**DESCRIPTION OF THE TASK**: Take every line from the material that has the word "advances" in it.

**SOURCE MATERIAL**:
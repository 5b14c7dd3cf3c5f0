//! Periodic maintenance commands: the nightly check, the queue drain, and
//! reminder generation. These are what a cron job (or a curious user)
//! invokes.

use anyhow::Result;
use chrono::{NaiveDate, Utc};

use crate::config::CadenceConfig;
use crate::habit::{remind, reset};

pub fn check(config: &CadenceConfig, habit_id: Option<i64>, today: NaiveDate) -> Result<()> {
    let conn = super::open(config)?;
    let max_scan = config.engine.max_scan_days;

    let staged = match habit_id {
        Some(id) => reset::check_habit(&conn, id, today, max_scan)?,
        None => reset::check_all(&conn, today, max_scan)?,
    };
    println!("Staged {staged} missed occurrence(s) for reset.");
    Ok(())
}

pub fn drain(config: &CadenceConfig) -> Result<()> {
    let mut conn = super::open(config)?;
    let processed = reset::drain(&mut conn, Utc::now())?;
    println!("Processed {processed} reset entr(ies).");
    Ok(())
}

pub fn remind(config: &CadenceConfig, user_id: i64, date: NaiveDate) -> Result<()> {
    let conn = super::open(config)?;
    let reminders = remind::generate_for_date(&conn, user_id, date)?;

    if reminders.is_empty() {
        println!("Nothing scheduled for {date}.");
        return Ok(());
    }
    println!("Reminders for {date}:");
    for reminder in &reminders {
        println!(
            "  habit #{:<4} {}",
            reminder.habit_id,
            if reminder.is_completed { "done" } else { "pending" }
        );
    }
    Ok(())
}
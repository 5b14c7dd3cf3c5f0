pub mod complete;
pub mod error;
pub mod remind;
pub mod reset;
pub mod schedule;
pub mod stats;
pub mod store;
pub mod types;

pub use error::{HabitError, Result};
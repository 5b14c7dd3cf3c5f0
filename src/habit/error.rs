//! Error taxonomy for habit engine operations.

use crate::habit::types::Frequency;
use thiserror::Error;

/// Errors surfaced to callers of the habit engine.
///
/// Failures in secondary side effects (reminder reconciliation, queue
/// cleanup, per-entry drain failures) are logged and recovered locally,
/// never raised through this type.
#[derive(Debug, Error)]
pub enum HabitError {
    #[error("habit not found: {0}")]
    NotFound(i64),

    #[error("reminder not found: {0}")]
    ReminderNotFound(i64),

    #[error("user {user_id} does not own habit {habit_id}")]
    Unauthorized { habit_id: i64, user_id: i64 },

    #[error("habit {habit_id} is not {expected}")]
    InvalidRecurrence { habit_id: i64, expected: Frequency },

    #[error("storage error: {0}")]
    Persistence(#[from] rusqlite::Error),
}

pub type Result<T> = std::result::Result<T, HabitError>;
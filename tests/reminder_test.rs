mod helpers;

use cadence::habit::{remind, store, HabitError};
use helpers::{d, daily_habit, test_db, weekly_habit};

#[test]
fn at_most_one_reminder_per_habit_and_date() {
    let conn = test_db();
    let habit = daily_habit(&conn, "read");

    remind::generate_for_date(&conn, 1, d("2026-08-26")).unwrap();
    remind::generate_for_date(&conn, 1, d("2026-08-26")).unwrap();

    let count: i64 = conn
        .query_row(
            "SELECT COUNT(*) FROM habit_reminders WHERE habit_id = ?1",
            [habit.id],
            |row| row.get(0),
        )
        .unwrap();
    assert_eq!(count, 1);

    // A different date gets its own reminder
    remind::generate_for_date(&conn, 1, d("2026-08-27")).unwrap();
    let count: i64 = conn
        .query_row(
            "SELECT COUNT(*) FROM habit_reminders WHERE habit_id = ?1",
            [habit.id],
            |row| row.get(0),
        )
        .unwrap();
    assert_eq!(count, 2);
}

#[test]
fn reminders_respect_the_schedule() {
    let conn = test_db();
    let gym = weekly_habit(&conn, "gym", &[3]); // Wednesdays

    // Wednesday 2026-08-26
    let wed = remind::generate_for_date(&conn, 1, d("2026-08-26")).unwrap();
    assert_eq!(wed.len(), 1);
    assert_eq!(wed[0].habit_id, gym.id);

    // Thursday: nothing due
    let thu = remind::generate_for_date(&conn, 1, d("2026-08-27")).unwrap();
    assert!(thu.is_empty());
}

#[test]
fn mark_completed_and_incomplete_flip_the_flag() {
    let conn = test_db();
    let habit = daily_habit(&conn, "read");
    let reminder = store::insert_reminder(&conn, habit.id, 1, d("2026-08-26")).unwrap();
    assert!(!reminder.is_completed);

    let reminder = remind::mark_completed(&conn, reminder.id).unwrap();
    assert!(reminder.is_completed);

    let reminder = remind::mark_incomplete(&conn, reminder.id).unwrap();
    assert!(!reminder.is_completed);
}

#[test]
fn marking_a_missing_reminder_is_not_found() {
    let conn = test_db();
    match remind::mark_completed(&conn, 404) {
        Err(HabitError::ReminderNotFound(404)) => {}
        other => panic!("expected ReminderNotFound, got {other:?}"),
    }
}
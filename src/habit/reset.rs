//! Missed-occurrence detection and deferred streak resets.
//!
//! [`check_habit`] walks the due days a habit has not been judged yet and
//! stages a reset entry for every one that lacks a completion log, then
//! advances the habit's watermark. [`drain`] later consumes the staged
//! entries: snapshot the streak for audit, zero it, and flip the matching
//! reminder back to incomplete. Both passes are idempotent — the watermark
//! guards re-checks within a day, the `processed` flag guards re-drains.

use chrono::{DateTime, Duration, NaiveDate, Utc};
use rusqlite::Connection;

use crate::habit::error::Result;
use crate::habit::schedule;
use crate::habit::store;
use crate::habit::types::StreakResetEntry;

/// Scan one habit for missed occurrences since its watermark and stage
/// reset entries for them. Returns the number of entries staged.
///
/// Intended to run once per habit per day. Skips inactive habits, habits
/// never completed, and habits already checked today. Today's own
/// occurrence is never judged missed — if it is still outstanding it gets
/// picked up by tomorrow's run. The watermark advances to `today` even
/// when nothing was staged.
pub fn check_habit(
    conn: &Connection,
    habit_id: i64,
    today: NaiveDate,
    max_scan_days: i64,
) -> Result<usize> {
    let habit = store::get_habit(conn, habit_id)?;

    if !habit.is_active {
        return Ok(0);
    }
    // Nothing to break before the first completion
    let last_completed = match habit.last_completed_date {
        Some(d) => d,
        None => return Ok(0),
    };
    // Already checked today
    if habit.last_checked_date == Some(today) {
        return Ok(0);
    }

    let watermark = match habit.last_checked_date {
        Some(checked) => checked.max(last_completed),
        None => last_completed,
    };
    let mut window_start = watermark.succ_opt().expect("date out of range");

    // Bound the day-by-day walk for long-dormant habits
    let floor = today - Duration::days(max_scan_days);
    if window_start < floor {
        tracing::warn!(habit_id, %window_start, %floor, "clamping reset scan window");
        window_start = floor;
    }

    let mut staged = 0;
    for due_day in schedule::due_between(&habit, window_start, today) {
        if due_day == today {
            continue;
        }
        match missed(conn, habit_id, due_day) {
            Ok(false) => {}
            Ok(true) => match store::insert_reset_entry(conn, habit_id, habit.user_id, due_day) {
                Ok(_) => staged += 1,
                Err(e) => {
                    tracing::warn!(habit_id, date = %due_day, error = %e, "failed to stage reset entry");
                }
            },
            Err(e) => {
                tracing::warn!(habit_id, date = %due_day, error = %e, "failed to judge occurrence");
            }
        }
    }

    // Must advance even when zero entries were staged: this is the
    // idempotence guard for the next run.
    store::update_last_checked(conn, habit_id, today)?;
    tracing::debug!(habit_id, %today, staged, "habit checked");
    Ok(staged)
}

/// A due day is missed when it has no log and no entry already staged.
fn missed(conn: &Connection, habit_id: i64, date: NaiveDate) -> Result<bool> {
    if store::get_log_by_date(conn, habit_id, date)?.is_some() {
        return Ok(false);
    }
    if store::reset_entry_by_date(conn, habit_id, date)?.is_some() {
        return Ok(false);
    }
    Ok(true)
}

/// Run [`check_habit`] over every active habit. A failure on one habit is
/// logged and does not stop the sweep. Returns total entries staged.
pub fn check_all(conn: &Connection, today: NaiveDate, max_scan_days: i64) -> Result<usize> {
    let habits = store::all_active_habits(conn)?;
    let mut staged = 0;
    for habit in &habits {
        match check_habit(conn, habit.id, today, max_scan_days) {
            Ok(n) => staged += n,
            Err(e) => tracing::warn!(habit_id = habit.id, error = %e, "streak check failed"),
        }
    }
    tracing::info!(habits = habits.len(), staged, "streak check sweep complete");
    Ok(staged)
}

/// Drain the reset queue: process every currently unprocessed entry.
///
/// Entries are independent; one failing entry is logged and left
/// unprocessed for the next run. Returns the number processed.
pub fn drain(conn: &mut Connection, now: DateTime<Utc>) -> Result<usize> {
    let entries = store::unprocessed_entries(conn)?;
    let mut processed = 0;
    for entry in entries {
        match process_entry(conn, &entry, now) {
            Ok(true) => processed += 1,
            Ok(false) => {}
            Err(e) => {
                tracing::warn!(entry_id = entry.id, error = %e, "failed to process reset entry");
            }
        }
    }
    tracing::info!(processed, "reset queue drained");
    Ok(processed)
}

/// Process one entry atomically: audit snapshot, streak zeroed, entry
/// marked processed, reminder flipped incomplete (best-effort).
fn process_entry(conn: &mut Connection, entry: &StreakResetEntry, now: DateTime<Utc>) -> Result<bool> {
    let tx = conn.transaction()?;

    // Re-check under the transaction so an entry selected by two
    // overlapping drains can only zero the streak once.
    let current = match store::get_reset_entry(&tx, entry.id)? {
        Some(e) if !e.processed => e,
        _ => return Ok(false),
    };

    let habit = store::get_habit(&tx, current.habit_id)?;

    store::mark_entry_processed(&tx, current.id, habit.current_streak, now)?;
    store::update_streak_state(
        &tx,
        habit.id,
        0,
        habit.best_streak.max(habit.current_streak),
        habit.last_completed_date,
    )?;

    // Best-effort: the missed occurrence's reminder goes back to incomplete
    match store::get_reminder_by_date(&tx, habit.id, current.reset_date) {
        Ok(Some(reminder)) => {
            if let Err(e) = store::set_reminder_completed(&tx, reminder.id, false) {
                tracing::warn!(entry_id = current.id, error = %e, "failed to flip reminder");
            }
        }
        Ok(None) => {}
        Err(e) => tracing::warn!(entry_id = current.id, error = %e, "failed to look up reminder"),
    }

    tx.commit()?;
    tracing::debug!(
        entry_id = current.id,
        habit_id = habit.id,
        previous_streak = habit.current_streak,
        "streak reset"
    );
    Ok(true)
}
use anyhow::{Context, Result};
use serde::Deserialize;
use std::path::{Path, PathBuf};
use tracing::info;

#[derive(Debug, Deserialize, Clone)]
#[serde(default)]
pub struct CadenceConfig {
    pub app: AppConfig,
    pub storage: StorageConfig,
    pub engine: EngineConfig,
}

#[derive(Debug, Deserialize, Clone)]
#[serde(default)]
pub struct AppConfig {
    pub log_level: String,
    /// User id assumed by CLI commands when `--user` is not given.
    pub default_user: i64,
}

#[derive(Debug, Deserialize, Clone)]
#[serde(default)]
pub struct StorageConfig {
    pub db_path: String,
}

#[derive(Debug, Deserialize, Clone)]
#[serde(default)]
pub struct EngineConfig {
    /// Upper bound on the missed-occurrence scan window, in days.
    /// Keeps the day-by-day walk finite for long-dormant habits.
    pub max_scan_days: i64,
}

impl Default for CadenceConfig {
    fn default() -> Self {
        Self {
            app: AppConfig::default(),
            storage: StorageConfig::default(),
            engine: EngineConfig::default(),
        }
    }
}

impl Default for AppConfig {
    fn default() -> Self {
        Self {
            log_level: "info".into(),
            default_user: 1,
        }
    }
}

impl Default for StorageConfig {
    fn default() -> Self {
        let db_path = default_cadence_dir()
            .join("habits.db")
            .to_string_lossy()
            .into_owned();
        Self { db_path }
    }
}

impl Default for EngineConfig {
    fn default() -> Self {
        Self { max_scan_days: 366 }
    }
}

/// Returns `~/.cadence/`
pub fn default_cadence_dir() -> PathBuf {
    dirs::home_dir()
        .expect("home directory must exist")
        .join(".cadence")
}

/// Returns the default config file path: `~/.cadence/config.toml`
pub fn default_config_path() -> PathBuf {
    default_cadence_dir().join("config.toml")
}

impl CadenceConfig {
    /// Load config from TOML file (if it exists) then apply env var overrides.
    pub fn load() -> Result<Self> {
        Self::load_from(default_config_path())
    }

    /// Load from a specific path, then apply env var overrides.
    pub fn load_from(path: impl AsRef<Path>) -> Result<Self> {
        let path = path.as_ref();
        let mut config = if path.exists() {
            let contents =
                std::fs::read_to_string(path).context("failed to read config file")?;
            toml::from_str(&contents).context("failed to parse config TOML")?
        } else {
            info!("no config file at {}, using defaults", path.display());
            CadenceConfig::default()
        };

        config.apply_env_overrides();
        Ok(config)
    }

    /// Apply environment variable overrides (CADENCE_DB, CADENCE_USER, CADENCE_LOG_LEVEL).
    fn apply_env_overrides(&mut self) {
        if let Ok(val) = std::env::var("CADENCE_DB") {
            self.storage.db_path = val;
        }
        if let Ok(val) = std::env::var("CADENCE_USER") {
            if let Ok(id) = val.parse() {
                self.app.default_user = id;
            }
        }
        if let Ok(val) = std::env::var("CADENCE_LOG_LEVEL") {
            self.app.log_level = val;
        }
    }

    /// Resolve the database path, expanding `~` if needed.
    pub fn resolved_db_path(&self) -> PathBuf {
        expand_tilde(&self.storage.db_path)
    }
}

pub fn expand_tilde(path: &str) -> PathBuf {
    if let Some(rest) = path.strip_prefix("~/") {
        dirs::home_dir()
            .expect("home directory must exist")
            .join(rest)
    } else {
        PathBuf::from(path)
    }
}
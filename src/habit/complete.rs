//! Completion recording — the write path that logs an occurrence and moves
//! the streak.
//!
//! [`record_completion`] is the single entry point. The log insert and the
//! streak update run in one transaction; reminder reconciliation and reset
//! queue cleanup are best-effort side effects that never fail the
//! operation.

use chrono::NaiveDate;
use rusqlite::Connection;

use crate::habit::error::{HabitError, Result};
use crate::habit::schedule;
use crate::habit::store;
use crate::habit::types::{Habit, HabitLog};

/// Record that `habit_id`'s occurrence on `date` was completed.
///
/// Idempotent per calendar day: if a log already exists for
/// `(habit_id, date)` it is returned unchanged and the streak does not
/// move. The acting user must own the habit.
pub fn record_completion(
    conn: &mut Connection,
    habit_id: i64,
    user_id: i64,
    date: NaiveDate,
    comment: Option<&str>,
) -> Result<HabitLog> {
    let tx = conn.transaction()?;

    let habit = store::get_habit(&tx, habit_id)?;
    if habit.user_id != user_id {
        return Err(HabitError::Unauthorized { habit_id, user_id });
    }

    // Already logged today — completion is idempotent per day, not per call
    if let Some(existing) = store::get_log_by_date(&tx, habit_id, date)? {
        tx.commit()?;
        return Ok(existing);
    }

    let log = store::insert_log(&tx, habit_id, user_id, date, comment)?;

    let (current, best) = next_streak(&habit, date);
    store::update_streak_state(&tx, habit_id, current, best, Some(date))?;

    // Secondary effects: reported but never escalated
    match store::get_reminder_by_date(&tx, habit_id, date) {
        Ok(Some(reminder)) => {
            if let Err(e) = store::set_reminder_completed(&tx, reminder.id, true) {
                tracing::warn!(habit_id, %date, error = %e, "failed to complete reminder");
            }
        }
        Ok(None) => {}
        Err(e) => tracing::warn!(habit_id, %date, error = %e, "failed to look up reminder"),
    }
    if let Err(e) = store::delete_pending_entry(&tx, habit_id, date) {
        tracing::warn!(habit_id, %date, error = %e, "failed to clear pending reset entry");
    }

    tx.commit()?;
    tracing::debug!(habit_id, %date, streak = current, "completion recorded");
    Ok(log)
}

/// Compute the streak state that completing `date` leads to.
///
/// The streak is judged broken only when more than one due occurrence
/// falls in `(last_completed, date]`. When `date` itself is due that
/// means any missed prior occurrence breaks it; when `date` is not due,
/// a single missed occurrence slips through and the streak continues
/// until the overnight detector resets it. That asymmetry is inherited
/// behavior, kept on purpose.
fn next_streak(habit: &Habit, date: NaiveDate) -> (i64, i64) {
    let last = match habit.last_completed_date {
        Some(last) => last,
        None => return (1, habit.best_streak.max(1)),
    };

    let window_start = last.succ_opt().expect("date out of range");
    let due = schedule::due_between(habit, window_start, date);

    if due.len() > 1 {
        // Broken: bank the old run, start over at 1
        (1, habit.best_streak.max(habit.current_streak))
    } else {
        let current = habit.current_streak + 1;
        (current, habit.best_streak.max(current))
    }
}

#[cfg(test)]
mod tests {
    use super::*;
    use chrono::Utc;

    use crate::habit::types::Frequency;

    fn daily_habit(current: i64, best: i64, last: Option<&str>) -> Habit {
        let now = Utc::now();
        Habit {
            id: 1,
            user_id: 1,
            name: "test".into(),
            description: None,
            goal: None,
            frequency: Frequency::Daily,
            weekly_days: None,
            monthly_days: None,
            current_streak: current,
            best_streak: best,
            last_completed_date: last.map(|s| s.parse().unwrap()),
            last_checked_date: None,
            is_active: true,
            is_completed: false,
            created_at: now,
            updated_at: now,
            completed_at: None,
        }
    }

    fn d(s: &str) -> NaiveDate {
        s.parse().unwrap()
    }

    #[test]
    fn first_completion_starts_streak_at_one() {
        let habit = daily_habit(0, 0, None);
        assert_eq!(next_streak(&habit, d("2026-08-26")), (1, 1));
    }

    #[test]
    fn consecutive_day_continues_streak() {
        let habit = daily_habit(5, 5, Some("2026-08-25"));
        assert_eq!(next_streak(&habit, d("2026-08-26")), (6, 6));
    }

    #[test]
    fn best_streak_only_raised_when_exceeded() {
        let habit = daily_habit(2, 9, Some("2026-08-25"));
        assert_eq!(next_streak(&habit, d("2026-08-26")), (3, 9));
    }

    #[test]
    fn two_missed_days_break_streak() {
        // last completed 3 days ago: the 24th and 25th were both missed
        let habit = daily_habit(5, 5, Some("2026-08-23"));
        assert_eq!(next_streak(&habit, d("2026-08-26")), (1, 5));
    }

    #[test]
    fn one_missed_daily_occurrence_breaks_on_a_due_day() {
        // Missed 2026-08-25, completing the 26th: the gap holds two due
        // occurrences (the missed day plus today), so the streak breaks.
        let habit = daily_habit(5, 5, Some("2026-08-24"));
        assert_eq!(next_streak(&habit, d("2026-08-26")), (1, 5));
    }

    #[test]
    fn single_missed_occurrence_is_forgiven() {
        // Deliberate asymmetry inherited from the original engine: the
        // break rule counts due days in (last, today] and fires only above
        // one. Completing on a NON-due day after exactly one missed due
        // occurrence leaves a single due day in the window, so the streak
        // continues instead of breaking. Preserved, not corrected.
        let habit = Habit {
            frequency: Frequency::Weekly,
            weekly_days: Some("1".into()), // Mondays only
            ..daily_habit(5, 5, Some("2026-08-10"))
        };
        // Missed Monday 2026-08-17; logging Tuesday the 18th still continues
        let due = schedule::due_between(&habit, d("2026-08-11"), d("2026-08-18"));
        assert_eq!(due, vec![d("2026-08-17")]);
        assert_eq!(next_streak(&habit, d("2026-08-18")), (6, 6));
    }

    #[test]
    fn weekly_gap_with_only_todays_occurrence_continues() {
        let habit = Habit {
            frequency: Frequency::Weekly,
            weekly_days: Some("1".into()), // Mondays only
            ..daily_habit(3, 3, Some("2026-08-17"))
        };
        // Next Monday, a week later: the only due day in the gap is today
        assert_eq!(next_streak(&habit, d("2026-08-24")), (4, 4));
    }
}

**RESULT OF THIS TASK**:
//! advances the habit's watermark. [`drain`] later consumes the staged
/// picked up by tomorrow's run. The watermark advances to `today` even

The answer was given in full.